Professionals who possess advanced cybersecurity skills are in a “seller’s market” — one with zero percent unemployment as well as companies and government agencies competing for top talent.
“At the very highest levels, the right person can command over $400,000,” Paul Smith, vice president at PEAK Technical Staffing, told CSO. “The commercial industries are stealing people out of the NSA and CIA like crazy because corporations are having such a problem with foreign espionage. The demand for people who understand these threats has skyrocketed.”
That’s the result of a well-documented cybersecurity talent shortage with nearly 600,000 unfulfilled jobs in the United States annually. Some require very specific experience, while an industry certification or related master’s degree may help put others in reach.

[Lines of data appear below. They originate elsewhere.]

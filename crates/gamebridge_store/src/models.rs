//! Row models for the gamebridge tables.
//!
//! `*Row` structs are `Queryable` and mirror the column order declared in
//! [`crate::schema`]; `New*` structs are `Insertable` and omit
//! store-generated ids.

use diesel::prelude::*;

/// A player row.
#[derive(Debug, Clone, PartialEq, Queryable)]
pub struct PlayerRow {
    /// Opaque stable player id.
    pub xuid: String,
    /// Most recently reported display name.
    pub last_name: String,
    /// When the player was first seen (epoch ms).
    pub first_seen_at: i64,
    /// Last confirmed presence (epoch ms).
    pub last_seen_at: i64,
    /// Whether the player is currently considered online.
    pub online: bool,
    /// When the online flag last changed (epoch ms).
    pub online_updated_at: i64,
    /// Last known IP, sticky across reports.
    pub last_ip: Option<String>,
    /// Last known hardware id, sticky across reports.
    pub last_hwid: Option<String>,
}

/// Insertable player row.
#[derive(Debug, Clone, Insertable)]
#[diesel(table_name = crate::schema::players)]
pub struct NewPlayer {
    /// Opaque stable player id.
    pub xuid: String,
    /// Display name ("Unknown" when not reported).
    pub last_name: String,
    /// First-seen timestamp (epoch ms).
    pub first_seen_at: i64,
    /// Last-seen timestamp (epoch ms).
    pub last_seen_at: i64,
    /// Online flag.
    pub online: bool,
    /// Online-flag-updated timestamp (epoch ms).
    pub online_updated_at: i64,
    /// Last known IP, if reported.
    pub last_ip: Option<String>,
    /// Last known hardware id, if reported.
    pub last_hwid: Option<String>,
}

/// A ban ledger row.
#[derive(Debug, Clone, PartialEq, Queryable)]
pub struct BanRow {
    /// Monotonic ban id.
    pub ban_id: i64,
    /// Banned player.
    pub xuid: String,
    /// Human-readable reason.
    pub reason: String,
    /// Creation timestamp (epoch ms).
    pub created_at: i64,
    /// Expiry timestamp (epoch ms), `None` for permanent bans.
    pub expires_at: Option<i64>,
    /// Revocation timestamp (epoch ms), `None` while not revoked.
    pub revoked_at: Option<i64>,
    /// Last modification timestamp (epoch ms); drives the change feed.
    pub updated_at: i64,
    /// Actor classification: `WEB` or `SERVER`.
    pub actor_type: String,
    /// Acting admin username, when issued from the UI.
    pub actor_username: Option<String>,
    /// Originating server key, when reported by a game server.
    pub actor_server_key: Option<String>,
}

/// A ban enforcement target row.
#[derive(Debug, Clone, PartialEq, Queryable)]
pub struct BanTargetRow {
    /// Row id.
    pub id: i64,
    /// Owning ban.
    pub ban_id: i64,
    /// Target type: `XUID`, `IP` or `HWID`.
    pub target_type: String,
    /// Target value.
    pub target_value: String,
}

/// Insertable ban target.
#[derive(Debug, Clone, Insertable)]
#[diesel(table_name = crate::schema::ban_targets)]
pub struct NewBanTarget {
    /// Owning ban.
    pub ban_id: i64,
    /// Target type: `XUID`, `IP` or `HWID`.
    pub target_type: String,
    /// Target value.
    pub target_value: String,
}

/// An append-only ban audit event row.
#[derive(Debug, Clone, PartialEq, Queryable)]
pub struct BanEventRow {
    /// Row id.
    pub id: i64,
    /// Owning ban.
    pub ban_id: i64,
    /// Event type: `CREATED`, `ENFORCED` or `REVOKED`.
    pub event_type: String,
    /// Actor classification: `WEB` or `SERVER`.
    pub actor_type: String,
    /// Acting admin username, if any.
    pub actor_username: Option<String>,
    /// Originating server key, if any.
    pub actor_server_key: Option<String>,
    /// Free-form details.
    pub details: Option<String>,
    /// Creation timestamp (epoch ms).
    pub created_at: i64,
}

/// Insertable ban audit event.
#[derive(Debug, Clone, Insertable)]
#[diesel(table_name = crate::schema::ban_events)]
pub struct NewBanEvent {
    /// Owning ban.
    pub ban_id: i64,
    /// Event type: `CREATED`, `ENFORCED` or `REVOKED`.
    pub event_type: String,
    /// Actor classification: `WEB` or `SERVER`.
    pub actor_type: String,
    /// Acting admin username, if any.
    pub actor_username: Option<String>,
    /// Originating server key, if any.
    pub actor_server_key: Option<String>,
    /// Free-form details.
    pub details: Option<String>,
    /// Creation timestamp (epoch ms).
    pub created_at: i64,
}

/// A queued server command row.
#[derive(Debug, Clone, PartialEq, Queryable)]
pub struct ServerCommandRow {
    /// Monotonic command id.
    pub id: i64,
    /// Addressed remote agent.
    pub server_key: String,
    /// Command type (stored uppercased).
    pub cmd_type: String,
    /// Optional JSON payload, passed through opaquely.
    pub payload_json: Option<String>,
    /// Enqueue timestamp (epoch ms).
    pub created_at: i64,
    /// Acknowledgement timestamp (epoch ms), set exactly once.
    pub acknowledged_at: Option<i64>,
}

/// Insertable server command.
#[derive(Debug, Clone, Insertable)]
#[diesel(table_name = crate::schema::server_commands)]
pub struct NewServerCommand {
    /// Addressed remote agent.
    pub server_key: String,
    /// Command type (uppercased).
    pub cmd_type: String,
    /// Optional JSON payload.
    pub payload_json: Option<String>,
    /// Enqueue timestamp (epoch ms).
    pub created_at: i64,
}

/// The latest telemetry snapshot row for one server key.
#[derive(Debug, Clone, PartialEq, Queryable)]
pub struct MetricsLatestRow {
    /// Reporting server.
    pub server_key: String,
    /// Snapshot timestamp (epoch ms).
    pub updated_at: i64,
    /// RAM in use, MB.
    pub ram_used_mb: Option<i32>,
    /// RAM ceiling, MB.
    pub ram_max_mb: Option<i32>,
    /// CPU load in [0, 1.5].
    pub cpu_load: Option<f64>,
    /// Players currently online.
    pub players_online: Option<i32>,
    /// Player slot ceiling.
    pub players_max: Option<i32>,
    /// Ticks per second.
    pub tps: Option<f64>,
    /// Receive throughput, kbps.
    pub rx_kbps: Option<f64>,
    /// Transmit throughput, kbps.
    pub tx_kbps: Option<f64>,
}

/// Upsert payload for the latest-snapshot table.
///
/// `treat_none_as_null`: a `None` field must overwrite the stored value
/// with NULL, not keep the previous sample's number.
#[derive(Debug, Clone, Insertable, AsChangeset)]
#[diesel(table_name = crate::schema::server_metrics_latest, treat_none_as_null = true)]
pub struct MetricsLatestUpsert {
    /// Reporting server.
    pub server_key: String,
    /// Snapshot timestamp (epoch ms).
    pub updated_at: i64,
    /// RAM in use, MB.
    pub ram_used_mb: Option<i32>,
    /// RAM ceiling, MB.
    pub ram_max_mb: Option<i32>,
    /// CPU load in [0, 1.5].
    pub cpu_load: Option<f64>,
    /// Players currently online.
    pub players_online: Option<i32>,
    /// Player slot ceiling.
    pub players_max: Option<i32>,
    /// Ticks per second.
    pub tps: Option<f64>,
    /// Receive throughput, kbps.
    pub rx_kbps: Option<f64>,
    /// Transmit throughput, kbps.
    pub tx_kbps: Option<f64>,
}

/// Insertable telemetry history row.
#[derive(Debug, Clone, Insertable)]
#[diesel(table_name = crate::schema::server_metrics)]
pub struct NewMetricPoint {
    /// Reporting server.
    pub server_key: String,
    /// Sample timestamp (epoch ms).
    pub created_at: i64,
    /// RAM in use, MB.
    pub ram_used_mb: Option<i32>,
    /// RAM ceiling, MB.
    pub ram_max_mb: Option<i32>,
    /// CPU load in [0, 1.5].
    pub cpu_load: Option<f64>,
    /// Players currently online.
    pub players_online: Option<i32>,
    /// Player slot ceiling.
    pub players_max: Option<i32>,
    /// Ticks per second.
    pub tps: Option<f64>,
    /// Receive throughput, kbps.
    pub rx_kbps: Option<f64>,
    /// Transmit throughput, kbps.
    pub tx_kbps: Option<f64>,
}

/// Accumulated per-player stats row.
#[derive(Debug, Clone, PartialEq, Queryable)]
pub struct PlayerStatsRow {
    /// Player id.
    pub xuid: String,
    /// Total playtime in seconds.
    pub playtime_seconds: i64,
    /// Total kills.
    pub kills: i64,
    /// Total deaths.
    pub deaths: i64,
    /// Last accumulation timestamp (epoch ms).
    pub updated_at: i64,
}

/// Insertable per-player stats row.
#[derive(Debug, Clone, Insertable)]
#[diesel(table_name = crate::schema::player_stats)]
pub struct NewPlayerStats {
    /// Player id.
    pub xuid: String,
    /// Total playtime in seconds.
    pub playtime_seconds: i64,
    /// Total kills.
    pub kills: i64,
    /// Total deaths.
    pub deaths: i64,
    /// Last accumulation timestamp (epoch ms).
    pub updated_at: i64,
}

/// An admin audit log row.
#[derive(Debug, Clone, PartialEq, Queryable)]
pub struct AuditEntryRow {
    /// Row id.
    pub id: i64,
    /// Acting admin username, if known.
    pub actor_username: Option<String>,
    /// Stable action identifier, e.g. `bans.create`.
    pub action_key: String,
    /// Free-form details; never secrets.
    pub details: Option<String>,
    /// Creation timestamp (epoch ms).
    pub created_at: i64,
}

/// Insertable audit entry.
#[derive(Debug, Clone, Insertable)]
#[diesel(table_name = crate::schema::audit_log)]
pub struct NewAuditEntry {
    /// Acting admin username, if known.
    pub actor_username: Option<String>,
    /// Stable action identifier.
    pub action_key: String,
    /// Free-form details; never secrets.
    pub details: Option<String>,
    /// Creation timestamp (epoch ms).
    pub created_at: i64,
}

10 Top-Paying Cybersecurity Jobs
Note: Salary estimates vary and are often adjusted in real-time based on changing data. In addition, these jobs are not ranked in any particular way.
This is the executive chiefly responsible for an organization’s information and data security, and in most cases, the bigger the organization, the bigger the paycheck. Salary.com lists the median salary as $233,507 with some making close to $300,000 or more.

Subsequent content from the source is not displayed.